Outra classe de substâncias que pode prejudicar largamente a saúde reprodutiva masculina é a de esteroides e anabolizantes. Segundo Guerra, as consequências mais comuns do uso desses compostos são dependência, prejuízos ao fígado, problemas cardiovasculares, acnes severas, fortes dores de cabeça, agressividade, depressão e alterações de humor. “Em adolescentes, pode causar retardos no crescimento e aceleração da puberdade”, completou o médico.

Especificamente para a saúde sexual e reprodutiva masculina, Guerra garantiu que o uso de esteroides pode trazer uma série de graves consequências. De acordo com ele, “os usuários podem apresentar encolhimento dos testículos, diminuição da produção de espermatozoides, infertilidade e maior risco de desenvolver câncer de próstata”.

Em um artigo publicado em 2010, Hallak demonstrou o impacto negativo que o abuso de esteroides e anabolizantes pode causar na saúde sexual masculina. “Apesar de muitos casos serem irreversíveis, trabalhamos também com a recuperação das funções testiculares”, contou. “Mas mesmo recuperadas, jamais voltam a ser o que eram”.

Diagnósticos e prevenção

Para Hallak, os métodos de acompanhamento dos indicadores de saúde reprodutiva masculina são insuficientes. “Um homem, quando faz um exame, faz só o espermograma”, criticou. “Esse exame é muito superficial e não leva em conta as análises bioquímicas e hormonais necessárias”. Ele acredita que o acompanhamento deveria ser feito de maneira perene, em laboratórios de andrologia, por conta da sensibilidade do sêmen e dos métodos necessários para analisá-lo.

Ao mesmo tempo, o urologista entende que o tempo de gestação das pesquisas científicas é, de certa forma, incompatível com a velocidade da sociedade moderna: “Isso intensifica os ‘achismos’ sobre temas ainda pouco visitados pela ciência”. A combinação entre a falta de acompanhamento médico adequado, o avanço do álcool e das drogas na sociedade e o ritmo da produção de conhecimento científico faz com que a saúde masculina continue em degradação, argumentou Hallak.

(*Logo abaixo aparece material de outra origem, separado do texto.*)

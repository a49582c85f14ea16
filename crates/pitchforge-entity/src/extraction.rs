//! Extraction kinds and results shared by both execution paths.

use serde::{Deserialize, Serialize};

/// Kind of CPU-heavy parsing work.
#[derive(Debug, Clone, Copy, PartialEq, Eq, Hash, Serialize, Deserialize)]
#[serde(rename_all = "lowercase")]
pub enum ExtractionKind {
    /// Text extraction from a text-bearing document.
    Text,
    /// Optical character recognition of an image.
    Ocr,
}

impl ExtractionKind {
    /// Pick the extraction kind for a MIME type.
    pub fn for_mime(mime_type: Option<&str>) -> Self {
        match mime_type {
            Some(mime) if mime.starts_with("image/") => Self::Ocr,
            _ => Self::Text,
        }
    }

    /// Return the kind as a lowercase string.
    pub fn as_str(&self) -> &'static str {
        match self {
            Self::Text => "text",
            Self::Ocr => "ocr",
        }
    }
}

/// Structured output of an extraction.
#[derive(Debug, Clone, Default, PartialEq, Eq, Serialize, Deserialize)]
#[serde(rename_all = "camelCase")]
pub struct ExtractionResult {
    /// Normalized text.
    pub text: String,
    /// Number of pages (form-feed separated).
    pub page_count: usize,
    /// Scene headings in order of appearance.
    pub scenes: Vec<String>,
    /// Distinct speaking characters in order of first appearance.
    pub characters: Vec<String>,
    /// Whitespace-separated word count.
    pub word_count: usize,
    /// Character count of the normalized text.
    pub char_count: usize,
}
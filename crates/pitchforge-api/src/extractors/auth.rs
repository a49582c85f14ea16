//! Shared-secret extractors for machine callers.
//!
//! The trigger is called by the interval scheduler with
//! `x-scheduler-secret`; administrative endpoints take `x-admin-key`. The two
//! credentials are configured separately and never accepted for each other.

use axum::extract::FromRequestParts;
use axum::http::request::Parts;

use pitchforge_core::error::AppError;

use crate::error::ApiError;
use crate::state::AppState;

/// Header carrying the scheduler secret.
pub const SCHEDULER_SECRET_HEADER: &str = "x-scheduler-secret";

/// Header carrying the admin key.
pub const ADMIN_KEY_HEADER: &str = "x-admin-key";

/// Proof that the caller presented the scheduler secret.
#[derive(Debug, Clone, Copy)]
pub struct SchedulerAuth;

/// Proof that the caller presented the admin key.
#[derive(Debug, Clone, Copy)]
pub struct AdminAuth;

impl FromRequestParts<AppState> for SchedulerAuth {
    type Rejection = ApiError;

    async fn from_request_parts(
        parts: &mut Parts,
        state: &AppState,
    ) -> Result<Self, Self::Rejection> {
        verify(parts, SCHEDULER_SECRET_HEADER, &state.config.auth.scheduler_secret)?;
        Ok(SchedulerAuth)
    }
}

impl FromRequestParts<AppState> for AdminAuth {
    type Rejection = ApiError;

    async fn from_request_parts(
        parts: &mut Parts,
        state: &AppState,
    ) -> Result<Self, Self::Rejection> {
        verify(parts, ADMIN_KEY_HEADER, &state.config.auth.admin_key)?;
        Ok(AdminAuth)
    }
}

fn verify(parts: &Parts, header: &str, expected: &str) -> Result<(), AppError> {
    if expected.is_empty() {
        tracing::warn!(header, "Rejected request: credential not configured");
        return Err(AppError::unauthorized("Endpoint is disabled"));
    }

    let presented = parts
        .headers
        .get(header)
        .and_then(|v| v.to_str().ok())
        .ok_or_else(|| AppError::unauthorized(format!("Missing {header} header")))?;

    if !constant_time_eq(presented.as_bytes(), expected.as_bytes()) {
        tracing::warn!(header, "Rejected request: invalid credential");
        return Err(AppError::unauthorized("Invalid credential"));
    }
    Ok(())
}

fn constant_time_eq(a: &[u8], b: &[u8]) -> bool {
    if a.len() != b.len() {
        return false;
    }
    a.iter().zip(b).fold(0u8, |acc, (x, y)| acc | (x ^ y)) == 0
}
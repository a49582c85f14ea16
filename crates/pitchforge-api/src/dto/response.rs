//! Response DTOs.

use chrono::{DateTime, Utc};
use serde::{Deserialize, Serialize};
use serde_json::{Map, Value};
use uuid::Uuid;

use pitchforge_entity::{LockEntry, PipelineRun, QueueStatistics, RunStatus, Step, StepName};

/// Accepted ingestion.
#[derive(Debug, Clone, Serialize, Deserialize)]
#[serde(rename_all = "camelCase")]
pub struct CreateIngestionResponse {
    /// Run identifier, used for status polling.
    pub id: Uuid,
    /// Queued job driving the run.
    pub job_id: Uuid,
    /// Blob holding the script.
    pub blob_key: String,
    /// Run status.
    pub status: RunStatus,
    /// Run progress.
    pub progress: u8,
}

/// Run summary.
#[derive(Debug, Clone, Serialize, Deserialize)]
#[serde(rename_all = "camelCase")]
pub struct IngestionResponse {
    /// Run identifier.
    pub id: Uuid,
    /// Owning project.
    pub project_id: Option<String>,
    /// Run status.
    pub status: RunStatus,
    /// Overall progress, 0 to 100.
    pub progress: u8,
    /// Step failures so far.
    pub step_failures: u32,
    /// Why the last drive stopped or the run failed.
    pub error: Option<String>,
    /// Creation time.
    pub created_at: DateTime<Utc>,
    /// Last change.
    pub updated_at: DateTime<Utc>,
    /// Terminal transition time.
    pub finished_at: Option<DateTime<Utc>>,
}

impl From<&PipelineRun> for IngestionResponse {
    fn from(run: &PipelineRun) -> Self {
        Self {
            id: run.id,
            project_id: run.project_id.clone(),
            status: run.status,
            progress: run.progress,
            step_failures: run.step_failures,
            error: run.error.clone(),
            created_at: run.created_at,
            updated_at: run.updated_at,
            finished_at: run.finished_at,
        }
    }
}

/// Ordered steps of a run.
#[derive(Debug, Clone, Serialize, Deserialize)]
#[serde(rename_all = "camelCase")]
pub struct StepsResponse {
    /// Run identifier.
    pub run_id: Uuid,
    /// Run status.
    pub status: RunStatus,
    /// Overall progress.
    pub progress: u8,
    /// Steps in execution order.
    pub steps: Vec<Step>,
}

/// Final package of a finished run.
#[derive(Debug, Clone, Serialize, Deserialize)]
#[serde(rename_all = "camelCase")]
pub struct PackageResponse {
    /// Run identifier.
    pub id: Uuid,
    /// Generated document, when one exists.
    pub document_url: Option<String>,
    /// Generated pitch deck, when one exists.
    pub deck_url: Option<String>,
    /// Package summary.
    pub summary: Value,
    /// Outputs of every generated step, keyed by step name.
    pub outputs: Map<String, Value>,
}

impl PackageResponse {
    /// Assemble from a run id and its outputs.
    pub fn new(id: Uuid, outputs: Map<String, Value>) -> Self {
        let final_package = outputs.get(StepName::FinalPackage.as_str());
        let field = |name: &str| {
            final_package
                .and_then(|p| p.get(name))
                .and_then(Value::as_str)
                .map(str::to_string)
        };
        Self {
            id,
            document_url: field("document_url"),
            deck_url: field("deck_url"),
            summary: final_package
                .and_then(|p| p.get("summary"))
                .cloned()
                .unwrap_or_else(|| Value::Object(Map::new())),
            outputs,
        }
    }
}

/// Process-level diagnostics.
#[derive(Debug, Clone, Serialize, Deserialize)]
#[serde(rename_all = "camelCase")]
pub struct ProcessDiagnostics {
    /// Operating system process id.
    pub pid: u32,
    /// When the process started serving.
    pub started_at: DateTime<Utc>,
    /// Seconds since start.
    pub uptime_seconds: i64,
    /// Resident memory, where the platform reports it.
    pub memory_rss_bytes: Option<u64>,
}

/// `GET /api/queue/status`
#[derive(Debug, Clone, Serialize, Deserialize)]
#[serde(rename_all = "camelCase")]
pub struct QueueStatusResponse {
    /// Queue counts.
    pub stats: QueueStatistics,
    /// Process diagnostics.
    pub process: ProcessDiagnostics,
}

/// Result of a lock action.
#[derive(Debug, Clone, Serialize, Deserialize)]
#[serde(rename_all = "camelCase")]
pub struct LockStatusResponse {
    /// Lock name.
    pub lock: String,
    /// Whether the lock is held after the action.
    pub locked: bool,
    /// Current holder.
    pub entry: Option<LockEntry>,
    /// Holder removed by a forced unlock.
    #[serde(skip_serializing_if = "Option::is_none")]
    pub released: Option<LockEntry>,
}

/// Outcome of a dead-letter mutation.
#[derive(Debug, Clone, Serialize, Deserialize)]
#[serde(rename_all = "camelCase")]
pub struct DeadLetterActionResponse {
    /// Affected job.
    pub job_id: Uuid,
    /// What happened.
    pub message: String,
}
//! Application builder: router plus HTTP middleware.

use axum::Router;
use tower_http::trace::TraceLayer;

use crate::middleware::cors::build_cors_layer;
use crate::router::build_router;
use crate::state::AppState;

/// Builds the complete Axum application with all routes and middleware.
pub fn build_app(state: AppState) -> Router {
    let cors = build_cors_layer(&state.config.server.cors_origins);
    build_router(state)
        .layer(cors)
        .layer(TraceLayer::new_for_http())
}
#[tokio::test]
async fn test_submission_by_blob_key() {
    let app = TestApp::new().await;
    let key = "uploads/earlier/script.txt";
    app.state
        .blobs
        .write(key, Bytes::from_static(helpers::SCRIPT.as_bytes()))
        .await
        .unwrap();

    let response = app
        .request(
            "POST",
            "/api/ingestions",
            Some(json!({ "blobKey": key, "delaySeconds": 3600 })),
            Credential::None,
        )
        .await;
    assert_eq!(response.status, StatusCode::ACCEPTED);
    let id = run_id(&response.body);
    let copy = format!("uploads/{id}/script.txt");
    assert_eq!(response.body["blobKey"], copy.as_str());
    assert_eq!(
        app.state.blobs.read(&copy).await.unwrap(),
        Bytes::from_static(helpers::SCRIPT.as_bytes())
    );

    // Delayed jobs are not eligible yet.
    let summary = app.trigger().await;
    assert_eq!(summary["processed"], 0);
}

#[tokio::test]
async fn test_cleanup_spares_referenced_upload() {
    let app = TestApp::new().await;
    let shared = "uploads/earlier/script.txt";
    app.state
        .blobs
        .write(shared, Bytes::from_static(helpers::SCRIPT.as_bytes()))
        .await
        .unwrap();

    let response = app
        .request(
            "POST",
            "/api/ingestions",
            Some(json!({ "blobKey": shared })),
            Credential::None,
        )
        .await;
    assert_eq!(response.status, StatusCode::ACCEPTED);
    let copy = response.body["blobKey"].as_str().unwrap().to_string();
    assert_ne!(copy, shared);
    app.state.blobs.delete(&copy).await.unwrap();

    let summary = app.trigger().await;
    assert_eq!(summary["deadLetter"], 1);

    let cleanup = app
        .request(
            "POST",
            "/api/admin/actions",
            Some(json!({ "action": "cleanup_old_jobs", "olderThanDays": 0 })),
            Credential::Admin(ADMIN_KEY),
        )
        .await;
    assert_eq!(cleanup.status, StatusCode::OK);
    assert_eq!(cleanup.body["result"]["cleanedJobs"], 1);
    assert_eq!(cleanup.body["result"]["cleanedRuns"], 1);
    assert!(app.state.blobs.exists(shared).await.unwrap());
}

Sobre a prevenção do abuso destas substâncias, os expositores e debatedores concordaram que a família tem um papel fundamental tanto na educação primária dos jovens, quanto no acompanhamento de tratamentos médicos e psicológicos relacionados ao consumo de álcool e outras drogas. Thiago Teixeira ressaltou ainda que parte da educação familiar deveria ser acompanhada de perto por um médico, como, segundo ele, é usualmente praticado no Canadá. “Seria muito mais adequado se transferíssemos parte dessa educação sobre o consumo de álcool e drogas para o sistema de atendimento primário de saúde”, defendeu.